── Records supplied

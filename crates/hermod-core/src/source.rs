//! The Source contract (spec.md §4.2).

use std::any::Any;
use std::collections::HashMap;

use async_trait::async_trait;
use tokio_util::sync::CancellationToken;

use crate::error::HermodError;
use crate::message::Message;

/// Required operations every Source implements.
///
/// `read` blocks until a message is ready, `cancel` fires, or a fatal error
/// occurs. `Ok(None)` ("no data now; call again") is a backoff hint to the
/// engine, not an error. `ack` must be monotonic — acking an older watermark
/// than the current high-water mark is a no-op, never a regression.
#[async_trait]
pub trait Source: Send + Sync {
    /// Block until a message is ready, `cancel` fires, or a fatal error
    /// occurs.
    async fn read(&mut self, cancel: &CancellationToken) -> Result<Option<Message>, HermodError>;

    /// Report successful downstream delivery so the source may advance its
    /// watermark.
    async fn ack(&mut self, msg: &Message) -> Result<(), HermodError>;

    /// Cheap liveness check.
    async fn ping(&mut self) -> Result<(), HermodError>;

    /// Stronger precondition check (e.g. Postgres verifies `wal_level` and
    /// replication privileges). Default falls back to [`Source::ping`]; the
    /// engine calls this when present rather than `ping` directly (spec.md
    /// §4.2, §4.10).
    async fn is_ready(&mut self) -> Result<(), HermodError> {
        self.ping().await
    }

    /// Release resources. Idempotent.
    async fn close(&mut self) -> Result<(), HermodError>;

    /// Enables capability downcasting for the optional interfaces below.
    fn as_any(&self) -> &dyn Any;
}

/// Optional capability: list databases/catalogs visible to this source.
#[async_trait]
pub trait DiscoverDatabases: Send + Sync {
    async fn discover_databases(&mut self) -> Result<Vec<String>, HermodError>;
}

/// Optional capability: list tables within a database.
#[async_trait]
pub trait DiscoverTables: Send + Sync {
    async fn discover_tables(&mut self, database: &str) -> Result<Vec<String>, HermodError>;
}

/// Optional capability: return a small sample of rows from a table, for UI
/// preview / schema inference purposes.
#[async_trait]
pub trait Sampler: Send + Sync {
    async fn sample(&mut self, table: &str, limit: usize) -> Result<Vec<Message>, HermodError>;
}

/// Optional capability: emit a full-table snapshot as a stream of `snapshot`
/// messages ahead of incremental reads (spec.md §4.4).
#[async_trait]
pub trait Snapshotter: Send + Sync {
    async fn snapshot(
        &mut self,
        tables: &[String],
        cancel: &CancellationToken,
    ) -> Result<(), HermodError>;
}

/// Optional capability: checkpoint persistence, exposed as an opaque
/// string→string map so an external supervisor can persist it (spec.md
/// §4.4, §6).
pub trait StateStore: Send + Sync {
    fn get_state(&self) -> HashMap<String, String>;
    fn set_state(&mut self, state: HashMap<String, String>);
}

────
── Records supplied

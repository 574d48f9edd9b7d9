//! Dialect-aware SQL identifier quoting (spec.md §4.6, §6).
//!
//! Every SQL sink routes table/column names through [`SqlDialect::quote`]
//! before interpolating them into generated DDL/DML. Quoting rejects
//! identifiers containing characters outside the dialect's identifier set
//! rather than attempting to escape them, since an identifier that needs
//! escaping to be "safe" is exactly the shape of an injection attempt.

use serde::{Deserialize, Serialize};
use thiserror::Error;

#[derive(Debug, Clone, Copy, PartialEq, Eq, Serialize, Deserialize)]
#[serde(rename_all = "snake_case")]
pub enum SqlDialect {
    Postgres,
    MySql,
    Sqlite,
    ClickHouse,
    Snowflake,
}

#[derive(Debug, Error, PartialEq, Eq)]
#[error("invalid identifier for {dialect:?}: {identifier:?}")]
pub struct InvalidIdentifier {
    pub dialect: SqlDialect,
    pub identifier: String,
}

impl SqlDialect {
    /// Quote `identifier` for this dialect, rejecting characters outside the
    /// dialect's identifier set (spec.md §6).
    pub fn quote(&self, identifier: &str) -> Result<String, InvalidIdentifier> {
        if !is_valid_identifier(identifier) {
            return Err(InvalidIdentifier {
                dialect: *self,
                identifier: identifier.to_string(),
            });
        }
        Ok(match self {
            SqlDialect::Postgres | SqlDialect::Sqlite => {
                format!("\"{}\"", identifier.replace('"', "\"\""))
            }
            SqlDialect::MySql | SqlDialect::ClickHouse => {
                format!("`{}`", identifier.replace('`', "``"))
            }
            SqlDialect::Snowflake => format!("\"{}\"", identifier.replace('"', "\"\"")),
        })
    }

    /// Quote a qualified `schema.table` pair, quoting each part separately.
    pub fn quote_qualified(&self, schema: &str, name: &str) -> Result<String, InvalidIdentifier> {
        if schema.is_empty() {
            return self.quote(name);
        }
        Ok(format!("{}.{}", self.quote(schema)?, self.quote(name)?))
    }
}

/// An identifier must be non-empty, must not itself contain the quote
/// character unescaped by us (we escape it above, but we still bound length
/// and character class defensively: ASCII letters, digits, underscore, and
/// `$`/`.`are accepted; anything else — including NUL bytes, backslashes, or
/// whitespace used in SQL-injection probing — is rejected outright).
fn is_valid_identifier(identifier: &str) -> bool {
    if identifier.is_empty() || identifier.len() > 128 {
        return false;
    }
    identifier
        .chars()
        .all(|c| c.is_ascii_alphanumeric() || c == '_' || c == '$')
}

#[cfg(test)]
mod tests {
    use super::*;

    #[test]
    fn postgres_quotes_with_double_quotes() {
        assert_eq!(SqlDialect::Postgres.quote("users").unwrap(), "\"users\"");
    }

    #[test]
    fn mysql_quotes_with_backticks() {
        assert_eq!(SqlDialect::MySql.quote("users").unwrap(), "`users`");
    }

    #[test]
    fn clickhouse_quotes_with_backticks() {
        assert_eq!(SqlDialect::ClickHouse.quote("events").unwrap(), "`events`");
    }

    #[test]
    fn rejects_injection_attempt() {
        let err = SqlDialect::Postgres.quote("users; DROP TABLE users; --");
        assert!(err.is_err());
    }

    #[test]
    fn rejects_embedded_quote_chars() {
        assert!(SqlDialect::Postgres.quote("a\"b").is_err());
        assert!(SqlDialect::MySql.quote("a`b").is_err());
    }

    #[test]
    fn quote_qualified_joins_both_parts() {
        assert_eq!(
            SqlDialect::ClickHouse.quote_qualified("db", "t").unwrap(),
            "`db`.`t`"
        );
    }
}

────
── Records supplied

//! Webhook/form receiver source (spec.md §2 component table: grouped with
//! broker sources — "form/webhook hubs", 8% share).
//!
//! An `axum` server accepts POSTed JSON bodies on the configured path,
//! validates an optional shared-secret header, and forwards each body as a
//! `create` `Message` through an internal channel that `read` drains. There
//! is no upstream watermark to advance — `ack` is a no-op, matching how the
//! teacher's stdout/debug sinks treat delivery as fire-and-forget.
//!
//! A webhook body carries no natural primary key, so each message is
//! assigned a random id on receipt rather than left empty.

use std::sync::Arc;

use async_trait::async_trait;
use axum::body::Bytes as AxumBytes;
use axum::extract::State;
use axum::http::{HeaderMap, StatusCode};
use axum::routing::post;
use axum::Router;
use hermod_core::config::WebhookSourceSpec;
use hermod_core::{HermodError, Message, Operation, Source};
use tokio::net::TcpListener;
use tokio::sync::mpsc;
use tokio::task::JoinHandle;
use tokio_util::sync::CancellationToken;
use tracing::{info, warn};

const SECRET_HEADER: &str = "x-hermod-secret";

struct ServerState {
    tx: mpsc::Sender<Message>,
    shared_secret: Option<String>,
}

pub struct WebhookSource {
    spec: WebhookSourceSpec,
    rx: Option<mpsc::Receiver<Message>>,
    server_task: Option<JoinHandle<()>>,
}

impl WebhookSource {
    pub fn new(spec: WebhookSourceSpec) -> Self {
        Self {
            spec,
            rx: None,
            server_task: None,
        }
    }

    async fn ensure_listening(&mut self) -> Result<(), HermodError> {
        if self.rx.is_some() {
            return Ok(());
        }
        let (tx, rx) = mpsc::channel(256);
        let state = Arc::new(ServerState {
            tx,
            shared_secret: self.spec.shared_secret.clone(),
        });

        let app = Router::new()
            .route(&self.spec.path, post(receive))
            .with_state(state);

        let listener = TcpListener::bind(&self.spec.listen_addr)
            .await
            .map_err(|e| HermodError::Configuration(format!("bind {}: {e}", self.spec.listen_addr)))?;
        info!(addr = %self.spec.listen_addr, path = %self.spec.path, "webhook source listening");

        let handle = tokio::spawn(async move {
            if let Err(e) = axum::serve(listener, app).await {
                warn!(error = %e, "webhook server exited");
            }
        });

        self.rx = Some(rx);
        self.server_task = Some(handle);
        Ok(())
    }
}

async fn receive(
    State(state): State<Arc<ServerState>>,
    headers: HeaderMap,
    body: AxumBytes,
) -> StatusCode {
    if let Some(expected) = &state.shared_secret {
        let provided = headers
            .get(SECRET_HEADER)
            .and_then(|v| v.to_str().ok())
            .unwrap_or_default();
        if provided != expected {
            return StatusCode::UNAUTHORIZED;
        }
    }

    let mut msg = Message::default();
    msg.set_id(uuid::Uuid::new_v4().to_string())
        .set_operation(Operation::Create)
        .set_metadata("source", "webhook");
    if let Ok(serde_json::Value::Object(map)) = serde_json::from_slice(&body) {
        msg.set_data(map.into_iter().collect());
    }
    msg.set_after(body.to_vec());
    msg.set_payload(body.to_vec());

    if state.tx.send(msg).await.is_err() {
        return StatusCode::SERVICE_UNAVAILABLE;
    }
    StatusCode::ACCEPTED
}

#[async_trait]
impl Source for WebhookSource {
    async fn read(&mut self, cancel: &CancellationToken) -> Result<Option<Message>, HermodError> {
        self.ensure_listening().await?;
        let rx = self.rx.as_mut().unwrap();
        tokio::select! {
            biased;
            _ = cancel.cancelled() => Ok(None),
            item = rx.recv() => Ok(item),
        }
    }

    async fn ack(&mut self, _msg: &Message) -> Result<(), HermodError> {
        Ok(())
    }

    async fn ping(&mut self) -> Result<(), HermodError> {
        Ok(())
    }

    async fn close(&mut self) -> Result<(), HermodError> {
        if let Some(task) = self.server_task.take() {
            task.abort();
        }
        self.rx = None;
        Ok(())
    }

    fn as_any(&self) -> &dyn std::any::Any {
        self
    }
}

────

## What you need to do
Within the entries, find all lines that contain "info" and copy each one.

## Output for this exercise
use tracing::{info, warn};
        info!(addr = %self.spec.listen_addr, path = %self.spec.path, "webhook source listening");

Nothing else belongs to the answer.